Já o transtorno de ansiedade generalizada (TAG), para o doutor Drauzio Varella, é um distúrbio caracterizado pela preocupação excessiva ou expectativa apreensiva, de difícil controle e que permanece por, no mínimo, seis meses. Segundo a Organização Mundial de Saúde, a pandemia do COVID-19 causou o prevalecimento da ansiedade em até 25%, o que em conjunto com o home-office e toda problemática trazida com ele, gera uma preocupação global sobre saúde mental.
Mas é importante ressaltar que antes da pandemia e o home-office já existia uma preocupação pública em relação ao trabalho. Quando se pensa no conceito do Neoliberalismo, uma doutrina socioeconômica caracterizada pela retomada dos ideais clássicos do liberalismo e a interferência mínima do Estado na economia, e a sua correlação com o trabalho, é possível compreender as más condições trabalhistas e o avanço da desigualdade social. Tendo em vista que um dos objetivos principais do neoliberalismo é o combate ao Estado de Bem Estar Social, ele acaba por enfraquecer as leis trabalhistas e as organizações sindicais, prejudicando a classe operária. Assim, o pensamento popular de que “quanto mais trabalhar, melhor estará na vida” leva a um trabalhador exaurido e se torna, também, um tipo de romantização.

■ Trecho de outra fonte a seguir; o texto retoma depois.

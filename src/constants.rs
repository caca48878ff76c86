//! Global constants for the drawing viewer

/// Smallest allowed zoom level
pub const MIN_ZOOM: f32 = 0.1;

/// Largest allowed zoom level
pub const MAX_ZOOM: f32 = 5.0;

/// Multiplier applied by the zoom in / zoom out buttons
pub const ZOOM_STEP: f32 = 1.2;

/// Wheel factor when scrolling up (zoom in)
pub const WHEEL_ZOOM_IN: f32 = 1.15;

/// Wheel factor when scrolling down (zoom out)
pub const WHEEL_ZOOM_OUT: f32 = 0.85;

/// Base image size assumed until the first image has loaded
pub const DEFAULT_BASE_WIDTH: f32 = 1600.0;

/// Base image size assumed until the first image has loaded
pub const DEFAULT_BASE_HEIGHT: f32 = 1000.0;

/// Maximum number of raster snapshots kept in the markup history
pub const MARKUP_HISTORY_LIMIT: usize = 20;

/// Default markup stroke color
pub const DEFAULT_MARKUP_COLOR: &str = "#ff0000";

/// Default markup stroke width in logical pixels
pub const DEFAULT_LINE_WIDTH: f32 = 2.0;

/// Allowed markup stroke width range
pub const MIN_LINE_WIDTH: f32 = 1.0;

/// Allowed markup stroke width range
pub const MAX_LINE_WIDTH: f32 = 10.0;

/// Minimum text size in scaled pixels
pub const MIN_TEXT_SIZE: f32 = 12.0;

/// Text size per unit of line width
pub const TEXT_SIZE_PER_LINE_WIDTH: f32 = 6.0;

/// Default opacity of a comparison layer
pub const DEFAULT_LAYER_OPACITY: f32 = 0.8;

/// Minimum number of revisions for comparison mode
pub const MIN_COMPARISON_REVISIONS: usize = 2;

/// Number of filter results shown per page
pub const FILTER_PAGE_SIZE: usize = 10;

/// Root drawing id preferred by the parser
pub const ROOT_DRAWING_ID: &str = "00";

/// Prefix of exported markup files
pub const EXPORT_FILE_PREFIX: &str = "drawing_with_markup_";
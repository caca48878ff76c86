//! Undo/redo history of raster snapshots.
//!
//! Maintains two stacks:
//! - `undo_stack`: surface states before each gesture (most recent at the end)
//! - `redo_stack`: surface states that were undone (most recent at the end)
//!
//! A new gesture pushes onto `undo_stack` and clears `redo_stack`. Undo
//! swaps the current surface onto `redo_stack`; redo swaps it back.

use super::surface::Snapshot;
use crate::constants::MARKUP_HISTORY_LIMIT;

/// Bounded snapshot history.
#[derive(Debug, Clone)]
pub struct SnapshotHistory {
    undo_stack: Vec<Snapshot>,
    redo_stack: Vec<Snapshot>,
    limit: usize,
}

impl Default for SnapshotHistory {
    fn default() -> Self {
        Self::with_limit(MARKUP_HISTORY_LIMIT)
    }
}

impl SnapshotHistory {
    /// Create an empty history holding at most `limit` undo steps.
    pub fn with_limit(limit: usize) -> Self {
        Self {
            undo_stack: Vec::new(),
            redo_stack: Vec::new(),
            limit: limit.max(1),
        }
    }

    /// Maximum number of undo steps kept.
    pub fn limit(&self) -> usize {
        self.limit
    }

    /// Record the surface state before a gesture.
    /// This clears the redo stack.
    pub fn push(&mut self, snapshot: Snapshot) {
        self.undo_stack.push(snapshot);
        self.redo_stack.clear();

        while self.undo_stack.len() > self.limit {
            self.undo_stack.remove(0);
        }
        log::debug!("Markup history: pushed ({} steps)", self.undo_stack.len());
    }

    /// Check if undo is available
    pub fn can_undo(&self) -> bool {
        !self.undo_stack.is_empty()
    }

    /// Check if redo is available
    pub fn can_redo(&self) -> bool {
        !self.redo_stack.is_empty()
    }

    /// Take the snapshot to restore for an undo, parking `current` for redo.
    pub fn pop_undo(&mut self, current: Snapshot) -> Option<Snapshot> {
        let previous = self.undo_stack.pop()?;
        self.redo_stack.push(current);
        log::debug!("Markup history: undo ({} left)", self.undo_stack.len());
        Some(previous)
    }

    /// Take the snapshot to restore for a redo, parking `current` for undo.
    pub fn pop_redo(&mut self, current: Snapshot) -> Option<Snapshot> {
        let next = self.redo_stack.pop()?;
        self.undo_stack.push(current);
        log::debug!("Markup history: redo ({} left)", self.redo_stack.len());
        Some(next)
    }

    /// Clear all history
    pub fn clear(&mut self) {
        self.undo_stack.clear();
        self.redo_stack.clear();
        log::debug!("Markup history cleared");
    }

    /// Number of undo steps available
    pub fn undo_count(&self) -> usize {
        self.undo_stack.len()
    }

    /// Number of redo steps available
    pub fn redo_count(&self) -> usize {
        self.redo_stack.len()
    }
}

#[cfg(test)]
mod tests {
    use super::*;
    use crate::markup::surface::MarkupSurface;

    fn snap(w: u32) -> Snapshot {
        MarkupSurface::new(w, 1).unwrap().snapshot()
    }

    #[test]
    fn test_push_and_undo() {
        let mut h = SnapshotHistory::default();
        assert!(!h.can_undo());
        h.push(snap(1));
        h.push(snap(2));
        let restored = h.pop_undo(snap(3)).unwrap();
        assert_eq!(restored.width(), 2);
        assert!(h.can_redo());
        assert_eq!(h.undo_count(), 1);
    }

    #[test]
    fn test_redo_returns_parked_state() {
        let mut h = SnapshotHistory::default();
        h.push(snap(1));
        let _ = h.pop_undo(snap(7)).unwrap();
        let redone = h.pop_redo(snap(1)).unwrap();
        assert_eq!(redone.width(), 7);
        assert_eq!(h.undo_count(), 1);
        assert!(!h.can_redo());
    }

    #[test]
    fn test_push_clears_redo() {
        let mut h = SnapshotHistory::default();
        h.push(snap(1));
        let _ = h.pop_undo(snap(2));
        assert_eq!(h.redo_count(), 1);
        h.push(snap(3));
        assert_eq!(h.redo_count(), 0);
    }

    #[test]
    fn test_limit_evicts_oldest() {
        let mut h = SnapshotHistory::default();
        for i in 1..=25 {
            h.push(snap(i));
        }
        assert_eq!(h.undo_count(), 20);
        let mut last = 0;
        while let Some(s) = h.pop_undo(snap(100)) {
            last = s.width();
        }
        assert_eq!(last, 6);
    }

    #[test]
    fn test_empty_pops_are_none() {
        let mut h = SnapshotHistory::with_limit(3);
        assert!(h.pop_undo(snap(1)).is_none());
        assert!(h.pop_redo(snap(1)).is_none());
        assert_eq!(h.redo_count(), 0);
    }
}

O labor constante até o esgotamento gera no ser humano o sentimento de culpa quando se tira um tempo para o descanso. Immanuel Kant dizia que “cada coisa tem seu valor, o ser humano, porém tem dignidade.”, esse pensamento, quando atrelado ao assunto aqui tratado, mostra a periculosidade da romantização do trabalho em excesso, nos levando a refletir sobre o valor da dignidade humana nos dias atuais.